◆ Collected data entries:
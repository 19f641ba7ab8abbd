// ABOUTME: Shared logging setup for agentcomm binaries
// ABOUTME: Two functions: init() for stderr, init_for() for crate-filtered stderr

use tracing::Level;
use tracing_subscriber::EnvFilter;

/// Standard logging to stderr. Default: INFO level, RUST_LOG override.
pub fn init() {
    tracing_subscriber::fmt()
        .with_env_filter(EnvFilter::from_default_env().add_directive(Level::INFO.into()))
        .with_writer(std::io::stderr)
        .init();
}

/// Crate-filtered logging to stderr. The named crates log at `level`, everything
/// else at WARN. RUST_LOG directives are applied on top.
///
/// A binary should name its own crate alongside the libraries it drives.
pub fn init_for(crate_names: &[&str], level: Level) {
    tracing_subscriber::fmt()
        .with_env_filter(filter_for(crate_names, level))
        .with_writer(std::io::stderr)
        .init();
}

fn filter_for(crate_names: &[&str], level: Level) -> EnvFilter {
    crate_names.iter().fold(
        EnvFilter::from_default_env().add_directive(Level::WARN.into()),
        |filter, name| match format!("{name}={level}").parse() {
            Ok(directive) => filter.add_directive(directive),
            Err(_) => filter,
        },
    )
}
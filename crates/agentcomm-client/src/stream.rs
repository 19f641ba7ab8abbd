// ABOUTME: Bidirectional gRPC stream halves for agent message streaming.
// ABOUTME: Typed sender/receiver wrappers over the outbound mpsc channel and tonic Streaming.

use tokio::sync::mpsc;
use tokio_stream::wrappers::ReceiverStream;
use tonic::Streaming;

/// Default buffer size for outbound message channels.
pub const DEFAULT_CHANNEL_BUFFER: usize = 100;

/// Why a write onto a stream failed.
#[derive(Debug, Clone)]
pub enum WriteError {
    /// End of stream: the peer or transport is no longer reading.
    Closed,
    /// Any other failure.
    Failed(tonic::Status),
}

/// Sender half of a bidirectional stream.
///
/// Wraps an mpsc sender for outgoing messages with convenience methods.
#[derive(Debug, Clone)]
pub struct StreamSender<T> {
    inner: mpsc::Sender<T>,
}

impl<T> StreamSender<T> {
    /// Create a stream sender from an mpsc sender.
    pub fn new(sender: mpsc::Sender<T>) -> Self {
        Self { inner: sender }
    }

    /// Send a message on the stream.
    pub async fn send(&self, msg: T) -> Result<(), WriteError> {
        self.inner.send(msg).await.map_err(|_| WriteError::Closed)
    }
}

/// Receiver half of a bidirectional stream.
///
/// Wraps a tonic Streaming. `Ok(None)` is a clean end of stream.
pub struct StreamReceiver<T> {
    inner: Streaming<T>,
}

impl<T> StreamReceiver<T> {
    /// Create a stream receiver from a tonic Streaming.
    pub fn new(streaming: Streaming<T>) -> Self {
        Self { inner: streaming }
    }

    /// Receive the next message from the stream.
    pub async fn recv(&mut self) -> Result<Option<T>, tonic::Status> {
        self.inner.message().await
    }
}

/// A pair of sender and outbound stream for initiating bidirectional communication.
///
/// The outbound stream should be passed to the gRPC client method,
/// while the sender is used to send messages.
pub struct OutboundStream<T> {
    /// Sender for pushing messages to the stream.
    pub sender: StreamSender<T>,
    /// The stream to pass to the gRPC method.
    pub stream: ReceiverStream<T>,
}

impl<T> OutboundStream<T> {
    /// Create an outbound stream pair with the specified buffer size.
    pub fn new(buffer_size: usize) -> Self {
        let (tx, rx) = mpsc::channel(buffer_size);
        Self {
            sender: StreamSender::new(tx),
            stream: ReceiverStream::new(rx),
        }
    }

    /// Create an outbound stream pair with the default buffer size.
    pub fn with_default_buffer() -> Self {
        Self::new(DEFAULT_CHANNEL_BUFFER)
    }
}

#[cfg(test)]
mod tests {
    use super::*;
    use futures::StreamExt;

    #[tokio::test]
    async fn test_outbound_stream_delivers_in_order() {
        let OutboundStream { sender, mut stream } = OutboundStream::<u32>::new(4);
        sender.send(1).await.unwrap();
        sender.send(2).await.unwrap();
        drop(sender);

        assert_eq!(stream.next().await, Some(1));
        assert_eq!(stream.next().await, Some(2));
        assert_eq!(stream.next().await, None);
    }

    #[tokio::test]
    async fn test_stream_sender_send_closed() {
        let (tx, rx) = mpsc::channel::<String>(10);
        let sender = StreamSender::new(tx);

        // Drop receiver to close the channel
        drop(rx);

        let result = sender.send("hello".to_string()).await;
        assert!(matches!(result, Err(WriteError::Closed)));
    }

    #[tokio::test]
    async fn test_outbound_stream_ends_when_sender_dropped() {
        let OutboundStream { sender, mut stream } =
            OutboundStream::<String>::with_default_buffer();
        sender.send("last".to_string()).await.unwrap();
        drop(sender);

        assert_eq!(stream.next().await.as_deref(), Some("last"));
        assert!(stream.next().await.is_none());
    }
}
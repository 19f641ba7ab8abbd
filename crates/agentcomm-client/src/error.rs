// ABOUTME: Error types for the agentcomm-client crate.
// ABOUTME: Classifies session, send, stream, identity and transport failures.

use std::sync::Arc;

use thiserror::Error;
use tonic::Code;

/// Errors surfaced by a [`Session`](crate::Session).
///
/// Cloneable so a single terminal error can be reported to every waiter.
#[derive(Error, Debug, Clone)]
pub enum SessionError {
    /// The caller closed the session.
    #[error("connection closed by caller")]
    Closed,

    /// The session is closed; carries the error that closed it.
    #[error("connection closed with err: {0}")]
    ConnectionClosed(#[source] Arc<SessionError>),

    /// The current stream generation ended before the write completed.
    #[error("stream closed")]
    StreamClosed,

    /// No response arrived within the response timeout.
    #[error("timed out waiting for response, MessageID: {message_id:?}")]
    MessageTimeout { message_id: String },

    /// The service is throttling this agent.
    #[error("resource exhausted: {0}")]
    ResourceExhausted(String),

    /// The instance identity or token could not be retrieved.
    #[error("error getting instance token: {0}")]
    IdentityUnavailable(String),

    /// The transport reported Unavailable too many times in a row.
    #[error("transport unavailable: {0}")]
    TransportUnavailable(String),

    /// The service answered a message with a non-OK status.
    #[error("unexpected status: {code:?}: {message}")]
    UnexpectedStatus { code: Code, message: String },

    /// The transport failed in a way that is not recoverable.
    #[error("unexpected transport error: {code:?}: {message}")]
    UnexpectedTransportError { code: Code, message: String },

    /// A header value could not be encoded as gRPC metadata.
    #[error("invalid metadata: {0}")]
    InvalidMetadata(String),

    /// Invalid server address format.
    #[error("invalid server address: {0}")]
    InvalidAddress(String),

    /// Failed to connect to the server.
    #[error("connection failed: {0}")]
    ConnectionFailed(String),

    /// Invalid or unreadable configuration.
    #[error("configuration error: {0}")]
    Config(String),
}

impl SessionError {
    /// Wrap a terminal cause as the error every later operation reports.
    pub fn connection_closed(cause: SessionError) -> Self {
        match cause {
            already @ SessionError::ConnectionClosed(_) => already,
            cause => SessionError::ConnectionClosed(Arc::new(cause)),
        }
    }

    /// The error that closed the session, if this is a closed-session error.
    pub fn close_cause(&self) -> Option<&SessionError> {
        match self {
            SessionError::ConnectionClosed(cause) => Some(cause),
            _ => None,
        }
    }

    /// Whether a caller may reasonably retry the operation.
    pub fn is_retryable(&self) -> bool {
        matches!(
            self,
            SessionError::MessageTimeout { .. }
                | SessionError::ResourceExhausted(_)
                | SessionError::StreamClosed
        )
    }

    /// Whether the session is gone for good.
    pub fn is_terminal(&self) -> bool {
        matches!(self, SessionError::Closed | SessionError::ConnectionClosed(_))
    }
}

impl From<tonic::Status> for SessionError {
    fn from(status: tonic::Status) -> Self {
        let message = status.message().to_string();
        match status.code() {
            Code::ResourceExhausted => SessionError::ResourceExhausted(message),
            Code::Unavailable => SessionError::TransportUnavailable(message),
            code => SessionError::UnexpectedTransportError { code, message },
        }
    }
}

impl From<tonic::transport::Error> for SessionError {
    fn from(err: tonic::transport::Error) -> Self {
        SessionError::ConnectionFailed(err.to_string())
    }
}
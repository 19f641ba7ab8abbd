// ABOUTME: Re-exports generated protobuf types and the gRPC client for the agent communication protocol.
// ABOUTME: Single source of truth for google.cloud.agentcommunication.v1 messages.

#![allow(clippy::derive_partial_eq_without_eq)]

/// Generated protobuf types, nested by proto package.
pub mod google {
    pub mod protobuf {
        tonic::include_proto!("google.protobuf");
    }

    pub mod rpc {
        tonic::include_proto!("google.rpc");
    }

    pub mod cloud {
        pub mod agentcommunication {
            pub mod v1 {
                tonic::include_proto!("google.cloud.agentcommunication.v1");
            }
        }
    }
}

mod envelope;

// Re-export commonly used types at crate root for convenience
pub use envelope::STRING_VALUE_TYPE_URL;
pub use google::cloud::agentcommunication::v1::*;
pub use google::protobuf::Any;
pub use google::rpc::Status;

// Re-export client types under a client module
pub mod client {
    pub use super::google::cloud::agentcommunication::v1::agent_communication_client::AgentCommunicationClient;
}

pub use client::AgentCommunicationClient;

◆ To do:
Each line of the entries above that includes the string "next" should be copied out.

◆ Result below:
    /// Receive the next message from the stream.
        assert_eq!(stream.next().await, Some(1));
        assert_eq!(stream.next().await, Some(2));
        assert_eq!(stream.next().await, None);
        assert_eq!(stream.next().await.as_deref(), Some("last"));
        assert!(stream.next().await.is_none());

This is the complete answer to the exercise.